• Exercise:
Copy the data exactly, line for line.
----------
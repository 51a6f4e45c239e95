use super::{create_new_file, ensure_dir, BuildStep, ModuleContext};
use crate::diagnostic::{CompilationResult, DiagnosticSink};
use crate::error::{BuildError, BuildResult};
use crate::layout::{BuildLayout, PROGUARD_FILE_NAME};
use crate::tools::{path_arg, ResourceTool};
use aarkit_config::ModuleSettings;
use std::fs;
use std::sync::Arc;
use tracing::debug;

/// Links the compiled resources against the manifest and platform jar
///
/// Produces `build/bin/generated.aar.res`, accessor sources under `build/gen`
/// and the `R.txt` symbol table.
pub struct ResourceLinkStep {
    tool: Arc<dyn ResourceTool>,
}

impl ResourceLinkStep {
    pub fn new(tool: Arc<dyn ResourceTool>) -> Self {
        Self { tool }
    }

    /// Linker arguments. `include_assets` adds `-A <assets>` at the end.
    pub fn link_args(
        layout: &BuildLayout,
        settings: &ModuleSettings,
        include_assets: bool,
    ) -> BuildResult<Vec<String>> {
        let mut args = vec![
            "-I".to_string(),
            path_arg(&settings.bootstrap_jar)?,
            "--allow-reserved-package-id".to_string(),
            "--no-version-vectors".to_string(),
            "--no-version-transitions".to_string(),
            "--auto-add-overlay".to_string(),
            "--min-sdk-version".to_string(),
            settings.min_sdk.to_string(),
            "--target-sdk-version".to_string(),
            settings.target_sdk.to_string(),
            "--proguard".to_string(),
            path_arg(&layout.proguard_rules())?,
            "-R".to_string(),
            path_arg(&layout.compiled_resources())?,
            "--java".to_string(),
            path_arg(&layout.gen)?,
            "--manifest".to_string(),
            path_arg(&layout.manifest)?,
            "-o".to_string(),
            path_arg(&layout.linked_archive())?,
            "--output-text-symbols".to_string(),
            path_arg(&layout.symbols())?,
        ];

        if include_assets {
            args.push("-A".to_string());
            args.push(path_arg(&layout.assets)?);
        }

        Ok(args)
    }

    /// Create the files and directories the linker expects, and check inputs
    fn prepare(&self, ctx: &ModuleContext<'_>) -> BuildResult<()> {
        let layout = ctx.layout;

        create_new_file(&layout.bin_res, PROGUARD_FILE_NAME)?;

        let compiled = layout.compiled_resources();
        if !compiled.exists() {
            return Err(BuildError::missing_input(ctx.name(), compiled));
        }

        ensure_dir(&layout.gen)?;

        if !layout.manifest.exists() {
            return Err(BuildError::missing_input(ctx.name(), &layout.manifest));
        }

        // Fresh symbol table every run; the linker must not see old content.
        let symbols = layout.symbols();
        match fs::remove_file(&symbols) {
            Ok(()) => {}
            Err(e) if e.kind() == std::io::ErrorKind::NotFound => {}
            Err(e) => return Err(BuildError::io(&symbols, e)),
        }
        fs::File::create(&symbols).map_err(|e| BuildError::io(&symbols, e))?;

        Ok(())
    }
}

impl BuildStep for ResourceLinkStep {
    fn name(&self) -> &'static str {
        "linkResources"
    }

    fn run(&self, ctx: &ModuleContext<'_>) -> BuildResult<CompilationResult> {
        self.prepare(ctx)?;

        let include_assets = ctx.layout.assets.exists();
        let args = Self::link_args(ctx.layout, ctx.settings, include_assets)?;
        debug!(module = ctx.name(), include_assets, ?args, "aapt2 link");

        let output = self.tool.link(&args)?;
        let exited_cleanly = output.exited_cleanly();

        let mut sink = DiagnosticSink::new();
        sink.report_all(output.diagnostics);
        Ok(sink.finish(exited_cleanly))
    }
}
----------
• Task solution:
repository 51a6f4e45c239e95
use super::{create_new_file, ensure_dir, BuildStep, ModuleContext};
use crate::diagnostic::{CompilationResult, DiagnosticSink};
use crate::error::{BuildError, BuildResult};
use crate::layout::{BuildLayout, PROGUARD_FILE_NAME};
use crate::tools::{path_arg, ResourceTool};
use aarkit_config::ModuleSettings;
use std::fs;
use std::sync::Arc;
use tracing::debug;

/// Links the compiled resources against the manifest and platform jar
///
/// Produces `build/bin/generated.aar.res`, accessor sources under `build/gen`
/// and the `R.txt` symbol table.
pub struct ResourceLinkStep {
    tool: Arc<dyn ResourceTool>,
}

impl ResourceLinkStep {
    pub fn new(tool: Arc<dyn ResourceTool>) -> Self {
        Self { tool }
    }

    /// Linker arguments. `include_assets` adds `-A <assets>` at the end.
    pub fn link_args(
        layout: &BuildLayout,
        settings: &ModuleSettings,
        include_assets: bool,
    ) -> BuildResult<Vec<String>> {
        let mut args = vec![
            "-I".to_string(),
            path_arg(&settings.bootstrap_jar)?,
            "--allow-reserved-package-id".to_string(),
            "--no-version-vectors".to_string(),
            "--no-version-transitions".to_string(),
            "--auto-add-overlay".to_string(),
            "--min-sdk-version".to_string(),
            settings.min_sdk.to_string(),
            "--target-sdk-version".to_string(),
            settings.target_sdk.to_string(),
            "--proguard".to_string(),
            path_arg(&layout.proguard_rules())?,
            "-R".to_string(),
            path_arg(&layout.compiled_resources())?,
            "--java".to_string(),
            path_arg(&layout.gen)?,
            "--manifest".to_string(),
            path_arg(&layout.manifest)?,
            "-o".to_string(),
            path_arg(&layout.linked_archive())?,
            "--output-text-symbols".to_string(),
            path_arg(&layout.symbols())?,
        ];

        if include_assets {
            args.push("-A".to_string());
            args.push(path_arg(&layout.assets)?);
        }

        Ok(args)
    }

    /// Create the files and directories the linker expects, and check inputs
    fn prepare(&self, ctx: &ModuleContext<'_>) -> BuildResult<()> {
        let layout = ctx.layout;

        create_new_file(&layout.bin_res, PROGUARD_FILE_NAME)?;

        let compiled = layout.compiled_resources();
        if !compiled.exists() {
            return Err(BuildError::missing_input(ctx.name(), compiled));
        }

        ensure_dir(&layout.gen)?;

        if !layout.manifest.exists() {
            return Err(BuildError::missing_input(ctx.name(), &layout.manifest));
        }

        // Fresh symbol table every run; the linker must not see old content.
        let symbols = layout.symbols();
        match fs::remove_file(&symbols) {
            Ok(()) => {}
            Err(e) if e.kind() == std::io::ErrorKind::NotFound => {}
            Err(e) => return Err(BuildError::io(&symbols, e)),
        }
        fs::File::create(&symbols).map_err(|e| BuildError::io(&symbols, e))?;

        Ok(())
    }
}

impl BuildStep for ResourceLinkStep {
    fn name(&self) -> &'static str {
        "linkResources"
    }

    fn run(&self, ctx: &ModuleContext<'_>) -> BuildResult<CompilationResult> {
        self.prepare(ctx)?;

        let include_assets = ctx.layout.assets.exists();
        let args = Self::link_args(ctx.layout, ctx.settings, include_assets)?;
        debug!(module = ctx.name(), include_assets, ?args, "aapt2 link");

        let output = self.tool.link(&args)?;
        let exited_cleanly = output.exited_cleanly();

        let mut sink = DiagnosticSink::new();
        sink.report_all(output.diagnostics);
        Ok(sink.finish(exited_cleanly))
    }
}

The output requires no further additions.